И время года: март. Коричнево-серая капель — вот и все прелести природы. (Напротив по-прежнему Лойтесдорф.)
«Как вы считаете, доктор, стоит ли мне поехать на экскурсию с моим 12 «А» в Бонн — осмотр бундестага? Беседы с действующими политиками. А потом дальше, в Андернах…»
(Теперь и он и она молчат: вверх-вниз по течению.)
Движение на Рейне убеждало больше, нежели мои доводы: медленно проплывают уютные суденышки с колышущимся мокрым бельем на корме и медленно затвердевает гипс на обточенных корнях, в которых убиты нервы. Собственно, то, что я собирался сказать: Шлоттау хотел свести с Крингсом счеты — ведь в Курляндии Крингс разжаловал его из фельдфебелей в рядовые, — ушло из кадра, вместе с грузовыми судами уплыло прочь, исчезло из виду. Я всегда легко отвлекался. (На экране то и дело кадры, введенные наплывом: Ирмгард Зайферт кормит декоративных рыбок.) Задолго до того, как у меня появилась невеста… (Трудности с наглядными пособиями.) Прежде чем я поступил в фирму «Диккерхофф — Ленгерих»… (Моя ученица Вероника Леванд: «Это субъективизм!») Будучи студентом в Аахене, я зарабатывал на жизнь, разнося продуктовые карточки вверх-вниз по лестницам. Моей епархией была Венлоуэрштрассе…
Жил да был на свете студент, который за плату разносил продуктовые карточки. Он разносил их по девятиквартирному доходному дому, который торчал один посреди развалин. Левой рукой студент Высшего технического училища придерживал клеенчатый портфель с талонами на хлеб, мясо, жиры и другие продукты, со списком жильцов и с несколькими учебниками по статике, а большим пальцем правой руки нажимал на кнопку звонка.
«Войдите же на минутку».
В квартире этой вдовы студент, уже учась на первом курсе, отчасти утратил врожденную застенчивость, а также научился сосредоточиваться. С той поры в памяти у него застряла фотография беззаботно смеющегося обер-фельдфебеля — ведь время от времени он отводил взгляд, — фотография в рамке стояла на тумбочке у кровати среди безделушек.
Фамилия вдовы была Лёвит, нет, вовсе нет, так звали женщину в квартире напротив, которая сказала студенту, когда он большим пальцем правой руки нажимал на кнопку звонка: «Входите же, молодой человек, моя сестра пошла брать ордера в хозотделе, но я не прочь тоже». Скоро — и чем дальше, тем лучше — студент научился вытаскивать бигуди из ее волос, довольно-таки рыжих.

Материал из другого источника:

//! Tree scanner - discovers bindings and captures templates
//!
//! `scan` runs once at construction; `reparse` does the same for a subtree
//! attached later. Registration is idempotent: captures are write-once and
//! bindings are sets, so a second scan of the same markup finds nothing new.
//!
//! Passes, in order:
//! 1. text: `{token}` text registers its parent element
//! 2. attributes: interpolated values, generic `rs-*` collected for pass 6
//! 3. `rs-if`
//! 4. `rs-for`: inner markup captured, then cleared
//! 5. `rs-html`
//! 6. generic `rs-<attr>` expressions
//!
//! Every binding discovered by a scan is rendered once before it returns.

use std::collections::BTreeSet;

use tracing::{debug, warn};

use crate::binding::{Binding, BindingKind, ForTemplate};
use crate::constants::{DIRECTIVE_PREFIX, FOR_ATTR, FOR_CLONE_ATTR, HTML_ATTR, IF_ATTR};
use crate::directive::{self, condition_variables, parse_for};
use crate::dom::NodeId;
use crate::expr;
use crate::store::ReactiveStore;
use crate::template;

/// Elements whose text is never a template
const OPAQUE_TEXT_PARENTS: &[&str] = &["script", "style"];

impl ReactiveStore {
    /// Register every binding in the document
    pub fn scan(&mut self) {
        let root = self.doc.root();
        self.scan_nodes(root, false, true);
    }

    /// Register bindings below `node`, for markup attached after construction
    pub fn reparse(&mut self, node: NodeId) {
        self.scan_nodes(node, false, true);
    }

    /// Replace the content of `node` with `html` and make it reactive
    pub fn inject(&mut self, node: NodeId, html: &str) {
        if !self.doc.is_alive(node) {
            return;
        }
        let freed = self.doc.set_inner_html(node, html);
        self.forget(&freed);
        self.reparse(node);
    }

    pub(crate) fn scan_nodes(&mut self, root: NodeId, include_root: bool, with_text: bool) {
        if !self.doc.is_alive(root) {
            return;
        }
        let mut elements = Vec::new();
        if include_root && self.doc.is_element(root) {
            elements.push(root);
        }
        elements.extend(
            self.doc
                .descendants(root)
                .into_iter()
                .filter(|n| self.doc.is_element(*n)),
        );

        let mut fresh = BTreeSet::new();
        if with_text {
            self.scan_text(root, &mut fresh);
        }
        let generics = self.scan_attributes(&elements, &mut fresh);
        self.scan_conditions(&elements, &mut fresh);
        self.scan_lists(&elements, &mut fresh);
        self.scan_html(&elements, &mut fresh);
        self.scan_generics(generics, &mut fresh);

        debug!(root = %root, elements = elements.len(), fresh = fresh.len(), "scan");

        for binding in fresh {
            if self.doc.is_alive(binding.node) {
                self.render_binding(&binding);
            }
        }
    }

    // ═══════════════════════════════════════════════════════════════
    // Skip rules
    // ═══════════════════════════════════════════════════════════════

    /// Inside a list container or an `rs-html` location
    fn inside_directive(&self, node: NodeId) -> bool {
        self.doc
            .ancestors(node)
            .any(|a| self.doc.has_attr(a, FOR_ATTR) || self.doc.has_attr(a, HTML_ATTR))
    }

    fn inside_list(&self, node: NodeId) -> bool {
        self.doc.ancestors(node).any(|a| self.doc.has_attr(a, FOR_ATTR))
    }

    /// Template content of a list container not yet captured
    fn inside_list_template(&self, node: NodeId) -> bool {
        self.doc.ancestors(node).any(|a| {
            self.doc.has_attr(a, FOR_ATTR) && self.registry.for_template(a).is_none()
        })
    }

    // ═══════════════════════════════════════════════════════════════
    // Passes
    // ═══════════════════════════════════════════════════════════════

    fn scan_text(&mut self, root: NodeId, fresh: &mut BTreeSet<Binding>) {
        for text in self.doc.text_nodes(root) {
            if !self.doc.text(text).is_some_and(template::has_placeholder) {
                continue;
            }
            let Some(parent) = self.doc.parent(text) else {
                continue;
            };
            if self
                .doc
                .tag(parent)
                .is_some_and(|t| OPAQUE_TEXT_PARENTS.contains(&t))
            {
                continue;
            }
            if self.inside_directive(text) {
                continue;
            }
            // Already covered by an enclosing element's template
            if self
                .doc
                .ancestors(parent)
                .any(|a| self.registry.text_template(a).is_some())
            {
                continue;
            }

            let content = self.doc.inner_html(parent);
            let binding = Binding::new(parent, BindingKind::Text);
            if self.registry.capture_text(parent, &content) {
                fresh.insert(binding.clone());
            }
            let Some(captured) = self.registry.text_template(parent).map(str::to_string) else {
                continue;
            };
            for var in self.resolver.dependencies(&captured) {
                if self.registry.register(&var, binding.clone()) {
                    fresh.insert(binding.clone());
                }
            }
        }
    }

    /// Interpolated attributes; returns the generic directives found
    fn scan_attributes(
        &mut self,
        elements: &[NodeId],
        fresh: &mut BTreeSet<Binding>,
    ) -> Vec<(NodeId, String, String)> {
        let mut generics = Vec::new();
        for &el in elements {
            if !self.doc.is_alive(el) || self.inside_list(el) {
                continue;
            }
            for (name, value) in self.doc.attrs(el).to_vec() {
                if directive::is_generic(&name) {
                    generics.push((el, name, value));
                    continue;
                }
                if name.starts_with(DIRECTIVE_PREFIX) || name == FOR_CLONE_ATTR {
                    continue;
                }
                if !template::has_placeholder(&value) {
                    continue;
                }

                let binding = Binding::new(el, BindingKind::Attribute(name.clone()));
                if self.registry.capture_attr(el, &name, &value) {
                    fresh.insert(binding.clone());
                }
                let Some(captured) = self.registry.attr_template(el, &name).map(str::to_string)
                else {
                    continue;
                };
                for var in self.resolver.dependencies(&captured) {
                    if self.registry.register(&var, binding.clone()) {
                        fresh.insert(binding.clone());
                    }
                }
            }
        }
        generics
    }

    fn scan_conditions(&mut self, elements: &[NodeId], fresh: &mut BTreeSet<Binding>) {
        for &el in elements {
            if !self.doc.is_alive(el) || self.inside_list_template(el) {
                continue;
            }
            let Some(expression) = self.doc.attr(el, IF_ATTR).map(str::to_string) else {
                continue;
            };
            let binding = Binding::new(el, BindingKind::If);
            let outer = self.doc.outer_html(el);
            if self.registry.capture_if(el, &outer) {
                fresh.insert(binding.clone());
            }
            // Inside a list child, item and index come from the loop, not the store
            let loop_name = self.loop_name(el);
            for var in condition_variables(&expression) {
                if loop_name.is_some() && template::is_loop_reserved(&var, loop_name.as_deref()) {
                    continue;
                }
                if self.registry.register(&var, binding.clone()) {
                    fresh.insert(binding.clone());
                }
            }
        }
    }

    fn scan_lists(&mut self, elements: &[NodeId], fresh: &mut BTreeSet<Binding>) {
        for &el in elements {
            if !self.doc.is_alive(el) || self.inside_list_template(el) {
                continue;
            }
            let Some(expression) = self.doc.attr(el, FOR_ATTR).map(str::to_string) else {
                continue;
            };
            let binding = Binding::new(el, BindingKind::For);

            if self.registry.for_template(el).is_none() {
                let Some((item, path)) = parse_for(&expression) else {
                    warn!(node = %el, expression = %expression, "malformed rs-for, expected `<item> in <path>`");
                    continue;
                };
                let template = self.doc.inner_html(el);
                self.registry.capture_for(el, ForTemplate { item, path, template });
                let freed = self.doc.clear_children(el);
                self.forget(&freed);
                fresh.insert(binding.clone());
            }

            let Some(path) = self.registry.for_template(el).map(|t| t.path.clone()) else {
                continue;
            };
            for var in template::dependencies(&path) {
                if self.registry.register(&var, binding.clone()) {
                    fresh.insert(binding.clone());
                }
            }
        }
    }

    fn scan_html(&mut self, elements: &[NodeId], fresh: &mut BTreeSet<Binding>) {
        for &el in elements {
            if !self.doc.is_alive(el) || self.inside_list_template(el) {
                continue;
            }
            let Some(var) = self.doc.attr(el, HTML_ATTR).map(|v| v.trim().to_string()) else {
                continue;
            };
            if var.is_empty() {
                continue;
            }
            let binding = Binding::new(el, BindingKind::Html);
            if self.registry.register(&var, binding.clone()) {
                fresh.insert(binding);
            }
        }
    }

    /// Capture generic expressions so they re-evaluate on writes
    fn scan_generics(
        &mut self,
        generics: Vec<(NodeId, String, String)>,
        fresh: &mut BTreeSet<Binding>,
    ) {
        for (el, source, expression) in generics {
            if !self.doc.is_alive(el) {
                continue;
            }
            let target = source[DIRECTIVE_PREFIX.len()..].to_string();
            let binding = Binding::new(el, BindingKind::Generic(target));
            if self.registry.capture_attr(el, &source, &expression) {
                fresh.insert(binding.clone());
            }
            let Some(captured) = self.registry.attr_template(el, &source).map(str::to_string)
            else {
                continue;
            };
            if let Ok(parsed) = expr::parse(&captured) {
                for var in parsed.identifiers() {
                    if self.registry.register(var, binding.clone()) {
                        fresh.insert(binding.clone());
                    }
                }
            }
        }
    }
}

Нет, золотисто-рыжей была девочка в квартире слева на втором этаже, которой он помогал делать уроки, и она благополучно перешла в следующий класс. А вот девочка в квартире напротив осталась на второй год, потому что студенту не разрешали заниматься с ней. Он должен был заниматься с ее мамашей, пока не вмешался сын и не пригрозил: «Подожди, вот вернется отец из плена, он тебе покажет…»
Да, еще студентом я любил такого рода перепалки, тем более что у госпожи Подцум водился натуральный кофе, и не только кофе, а еще и свиное сало со шкварками и с яблоками, часть этой вкуснятины, пожалуй, с кило, а может и больше, студент уносил на третий этаж, да так ловко, что госпожа Подцум ничего не замечала; возможно, впрочем, что, будучи женщиной умной, она просто не желала замечать.